"When you give an object a new function, it becomes alive."

For the past 25 years, Cordy Ryman’s work has been rooted in manipulating materials across a wide range of scale, including wall, floor, and corner works and installations. Painting primarily on wood allows him the versatility to expand the work’s viability. He notes, “A lot of my work is about reactions—reactions to elements within materials, between different combined elements within a work, and between the materials and the space around it.” The result provides a consistency in form and practice that lends itself to evolving motifs that are only recognizable overtime. The process and method that he has developed can be viewed as a constellation of constant and careful reiteration, like connected branches on a tree. 

 

Engaging in an astute dialogue with minimalist and constructivist ideologies,  Ryman's work oftentimes operates both architecturally and organically. By employing elements of site-specificity, shadow, raw materiality and dimension, he masterfully creates "specific objects" that utilize environment as an extension of surface. Paint, wood, Velcro swatches, staples, metal and debris playfully conjoin as self-referential qualities that allude to process and materiality, while a deliberate use of tonal planes and gradation bespeak a progressive variation of color-field aesthetics.
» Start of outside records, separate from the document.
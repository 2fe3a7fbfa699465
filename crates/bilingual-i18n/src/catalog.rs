//! Message catalogs and the per-site string table

use std::collections::{BTreeMap, HashMap};
use std::path::Path;

use crate::error::{I18nError, I18nResult};
use crate::locale::{LocaleTable, validate_locale_code};
use crate::translator::{MissingKeyPolicy, Translator};

/// UI strings for a single locale, keyed by dotted message key.
///
/// # Example
/// ```
/// use bilingual_i18n::MessageCatalog;
///
/// let mut catalog = MessageCatalog::new("he");
/// catalog.add_translation("nav.home", "בית");
///
/// assert_eq!(catalog.get("nav.home"), Some("בית"));
/// assert_eq!(catalog.get("nav.blog"), None);
/// ```
#[derive(Debug, Clone)]
pub struct MessageCatalog {
	locale: String,
	messages: HashMap<String, String>,
}

impl MessageCatalog {
	/// Create an empty catalog for the given locale
	pub fn new(locale: &str) -> Self {
		Self {
			locale: locale.to_string(),
			messages: HashMap::new(),
		}
	}

	/// Get the locale for this catalog
	pub fn locale(&self) -> &str {
		&self.locale
	}

	/// Add a translation, replacing any previous value for the key
	pub fn add_translation(&mut self, key: impl Into<String>, translation: impl Into<String>) {
		self.messages.insert(key.into(), translation.into());
	}

	/// Builder-style [`add_translation`](Self::add_translation)
	pub fn with(mut self, key: impl Into<String>, translation: impl Into<String>) -> Self {
		self.add_translation(key, translation);
		self
	}

	/// Get a translation
	pub fn get(&self, key: &str) -> Option<&str> {
		self.messages.get(key).map(String::as_str)
	}

	/// Whether the catalog defines `key`
	pub fn contains(&self, key: &str) -> bool {
		self.messages.contains_key(key)
	}

	/// Number of messages
	pub fn len(&self) -> usize {
		self.messages.len()
	}

	/// Whether the catalog has no messages
	pub fn is_empty(&self) -> bool {
		self.messages.is_empty()
	}

	/// Iterate over message keys (unordered)
	pub fn keys(&self) -> impl Iterator<Item = &str> {
		self.messages.keys().map(String::as_str)
	}
}

/// All message catalogs of a site plus the default locale used for fallback.
///
/// Immutable once built; hand out [`Translator`]s with
/// [`translator`](Self::translator).
///
/// # Example
/// ```
/// use bilingual_i18n::{MessageCatalog, StringTable};
///
/// let mut table = StringTable::new("en");
/// table.add_catalog(MessageCatalog::new("en").with("nav.home", "Home").with("nav.blog", "Blog"));
/// table.add_catalog(MessageCatalog::new("he").with("nav.home", "בית"));
///
/// let t = table.translator("he");
/// assert_eq!(t.t("nav.home"), "בית");
/// assert_eq!(t.t("nav.blog"), "Blog");
/// ```
#[derive(Debug, Clone)]
pub struct StringTable {
	catalogs: HashMap<String, MessageCatalog>,
	default_locale: String,
	policy: MissingKeyPolicy,
}

impl StringTable {
	/// Create an empty table falling back to `default_locale`
	pub fn new(default_locale: &str) -> Self {
		Self {
			catalogs: HashMap::new(),
			default_locale: default_locale.to_string(),
			policy: MissingKeyPolicy::default(),
		}
	}

	/// Set the policy applied when a key is missing from every catalog
	pub fn with_policy(mut self, policy: MissingKeyPolicy) -> Self {
		self.policy = policy;
		self
	}

	/// Register a catalog, replacing any catalog for the same locale
	pub fn add_catalog(&mut self, catalog: MessageCatalog) {
		self.catalogs.insert(catalog.locale.clone(), catalog);
	}

	/// Parse a table from TOML, one table per locale:
	///
	/// ```toml
	/// [en]
	/// "nav.home" = "Home"
	///
	/// [he]
	/// "nav.home" = "בית"
	/// ```
	pub fn from_toml_str(content: &str, default_locale: &str) -> I18nResult<Self> {
		let parsed: BTreeMap<String, BTreeMap<String, String>> = toml::from_str(content)?;

		let mut table = Self::new(default_locale);
		for (locale, messages) in parsed {
			validate_locale_code(&locale)?;
			let mut catalog = MessageCatalog::new(&locale);
			for (key, value) in messages {
				catalog.add_translation(key, value);
			}
			table.add_catalog(catalog);
		}
		Ok(table)
	}

	/// Read and parse a TOML string table file
	pub fn from_file(path: &Path, default_locale: &str) -> I18nResult<Self> {
		let content = std::fs::read_to_string(path)?;
		let table = Self::from_toml_str(&content, default_locale)?;
		tracing::debug!(
			path = %path.display(),
			locales = table.catalogs.len(),
			"loaded string table"
		);
		Ok(table)
	}

	/// Code of the fallback locale
	pub fn default_locale(&self) -> &str {
		&self.default_locale
	}

	/// Policy for keys missing from every catalog
	pub fn policy(&self) -> MissingKeyPolicy {
		self.policy
	}

	/// Catalog for `locale`, if registered
	pub fn catalog(&self, locale: &str) -> Option<&MessageCatalog> {
		self.catalogs.get(locale)
	}

	/// Catalog for the default locale, if registered
	pub fn default_catalog(&self) -> Option<&MessageCatalog> {
		self.catalogs.get(&self.default_locale)
	}

	/// Registered locale codes, sorted
	pub fn locales(&self) -> Vec<&str> {
		let mut locales: Vec<&str> = self.catalogs.keys().map(String::as_str).collect();
		locales.sort_unstable();
		locales
	}

	/// Return a lookup bound to `locale`.
	///
	/// The locale is not checked; an unregistered locale falls back to the
	/// default catalog for every key.
	pub fn translator(&self, locale: &str) -> Translator<'_> {
		Translator::new(self, locale)
	}

	/// Keys defined by the default catalog but absent from `locale`, sorted.
	///
	/// These are the keys a visitor of `locale` sees in the default language.
	pub fn coverage(&self, locale: &str) -> Vec<&str> {
		let Some(default) = self.default_catalog() else {
			return Vec::new();
		};
		let target = self.catalog(locale);

		let mut missing: Vec<&str> = default
			.keys()
			.filter(|key| !target.is_some_and(|c| c.contains(key)))
			.collect();
		missing.sort_unstable();
		missing
	}

	/// Check the table against the served locales.
	///
	/// Fails when the default catalog is missing, when a catalog belongs to a
	/// locale that is not served, or when a non-default catalog defines a key
	/// the default catalog lacks (the default must cover every key).
	pub fn validate(&self, locales: &LocaleTable) -> I18nResult<()> {
		if !locales.contains(&self.default_locale) {
			return Err(I18nError::UnknownDefaultLocale(self.default_locale.clone()));
		}
		let default = self
			.default_catalog()
			.ok_or_else(|| I18nError::MissingDefaultCatalog(self.default_locale.clone()))?;

		for locale in self.locales() {
			if !locales.contains(locale) {
				return Err(I18nError::UnknownCatalogLocale(locale.to_string()));
			}
			let Some(catalog) = self.catalog(locale) else {
				continue;
			};
			let mut extra: Vec<&str> = catalog.keys().filter(|k| !default.contains(k)).collect();
			extra.sort_unstable();
			if let Some(key) = extra.first() {
				return Err(I18nError::KeyNotInDefault {
					locale: locale.to_string(),
					key: key.to_string(),
				});
			}
		}
		Ok(())
	}
}
//! Per-request view over the site's tables

use std::path::Path;

use bilingual_conf::{SettingsResult, SiteSettings};
use bilingual_content::ContentStore;
use bilingual_i18n::{Locale, LocaleTable, StringTable, TextDirection, Translator};
use bilingual_theme::Theme;

/// Locale table, string table and theme built from one [`SiteSettings`].
///
/// # Example
/// ```
/// use bilingual_site::{Site, SiteSettings, TextDirection};
///
/// let site = Site::from_settings(SiteSettings::default()).unwrap();
/// let page = site.page("/he/about");
///
/// assert_eq!(page.lang(), "he");
/// assert_eq!(page.direction(), TextDirection::Rtl);
/// assert_eq!(page.t("nav.about"), "אודות");
/// ```
#[derive(Debug, Clone)]
pub struct Site {
	settings: SiteSettings,
	locales: LocaleTable,
	strings: StringTable,
	theme: Theme,
}

impl Site {
	/// Build and validate every table
	pub fn from_settings(settings: SiteSettings) -> SettingsResult<Self> {
		let locales = settings.locale_table()?;
		let strings = settings.string_table()?;
		let theme = settings.theme()?;
		tracing::info!(
			default_locale = %locales.default_code(),
			locales = locales.len(),
			"site initialized"
		);
		Ok(Self {
			settings,
			locales,
			strings,
			theme,
		})
	}

	/// Load settings from `path` and build the site
	pub fn load(path: &Path) -> SettingsResult<Self> {
		Self::from_settings(SiteSettings::from_file(path)?)
	}

	/// Settings the tables were built from
	pub fn settings(&self) -> &SiteSettings {
		&self.settings
	}

	/// Served locales
	pub fn locales(&self) -> &LocaleTable {
		&self.locales
	}

	/// UI strings with the configured missing-key policy
	pub fn strings(&self) -> &StringTable {
		&self.strings
	}

	/// Design tokens with overrides applied
	pub fn theme(&self) -> &Theme {
		&self.theme
	}

	/// View of the site as seen from request path `path`.
	pub fn page(&self, path: &str) -> Page<'_> {
		let code = self.locales.resolve_locale(path);
		let locale = self
			.locales
			.get(code)
			.unwrap_or_else(|| self.locales.default_locale());
		Page {
			path: path.to_string(),
			locale,
			locales: &self.locales,
			translator: self.strings.translator(&locale.code),
		}
	}

	/// Load every content collection from the configured content directory.
	pub fn load_content(&self) -> SettingsResult<ContentStore> {
		let collections = self.settings.content_collections()?;
		Ok(ContentStore::load(&self.settings.content_dir(), &collections)?)
	}
}

/// A request path with its resolved locale.
#[derive(Debug, Clone)]
pub struct Page<'a> {
	path: String,
	locale: &'a Locale,
	locales: &'a LocaleTable,
	translator: Translator<'a>,
}

impl<'a> Page<'a> {
	/// Request path as given
	pub fn path(&self) -> &str {
		&self.path
	}

	/// Resolved locale
	pub fn locale(&self) -> &'a Locale {
		self.locale
	}

	/// Resolved locale code, for `<html lang>`
	pub fn lang(&self) -> &'a str {
		&self.locale.code
	}

	/// Writing direction, for `<html dir>`
	pub fn direction(&self) -> TextDirection {
		self.locale.direction
	}

	/// Translator bound to the resolved locale
	pub fn translator(&self) -> &Translator<'a> {
		&self.translator
	}

	/// Shorthand for [`Translator::t`]
	pub fn t<'k>(&self, key: &'k str) -> &'k str
	where
		'a: 'k,
	{
		self.translator.t(key)
	}

	/// Every other served locale with this page's path in that locale, in
	/// display order.
	pub fn alternates(&self) -> Vec<(&'a Locale, String)> {
		self.locales
			.iter()
			.filter(|l| l.code != self.locale.code)
			.map(|l| (l, self.locales.localized_path(&self.path, &l.code)))
			.collect()
	}
}

#[cfg(test)]
mod tests {
	use super::*;
	use rstest::{fixture, rstest};

	#[fixture]
	fn site() -> Site {
		Site::from_settings(SiteSettings::default()).unwrap()
	}

	#[rstest]
	#[case("/he/about", "he", TextDirection::Rtl)]
	#[case("/en/", "en", TextDirection::Ltr)]
	#[case("/about", "en", TextDirection::Ltr)]
	#[case("", "en", TextDirection::Ltr)]
	fn test_page_locale(
		site: Site,
		#[case] path: &str,
		#[case] lang: &str,
		#[case] direction: TextDirection,
	) {
		let page = site.page(path);
		assert_eq!(page.lang(), lang);
		assert_eq!(page.direction(), direction);
	}

	#[rstest]
	fn test_page_translations_follow_locale(site: Site) {
		// Act
		let he = site.page("/he/products");
		let en = site.page("/products");

		// Assert
		assert_eq!(he.t("nav.products"), "המוצרים שלי");
		assert_eq!(he.t("lang.switch"), "English");
		assert_eq!(en.t("lang.switch"), "עברית");
		assert_eq!(en.t("nav.unknown"), "nav.unknown");
	}

	#[rstest]
	fn test_alternates(site: Site) {
		let page = site.page("/he/about");

		let alternates: Vec<(&str, String)> = page
			.alternates()
			.into_iter()
			.map(|(l, path)| (l.code.as_str(), path))
			.collect();

		assert_eq!(alternates, vec![("en", "/en/about".to_string())]);
	}

	#[rstest]
	fn test_invalid_settings_rejected() {
		let settings = SiteSettings::default().with_default_locale("fr");
		assert!(Site::from_settings(settings).is_err());
	}
}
Ryman received his BFA with honors from the School of Visual Arts (NY). In addition to solo shows in Chicago, New York, Los Angeles, Seattle, Munich, Brussels and Gilleleje, he has been featured in exhibitions at the Nerman Museum of Contemporary Art (KS), P.S. 1 Contemporary Art Center (NY), and Museum of Contemporary Art (FL). His work has been acquired for the public collections of Microsoft (WA), Museum of Contemporary Art (FL), Raussmuller Collection (Basel), RD Merrill (WA), Rubell Family Collection (FL), Speyer Family Collection (NY), and the Virginia and Bagley Wright Collection (WA).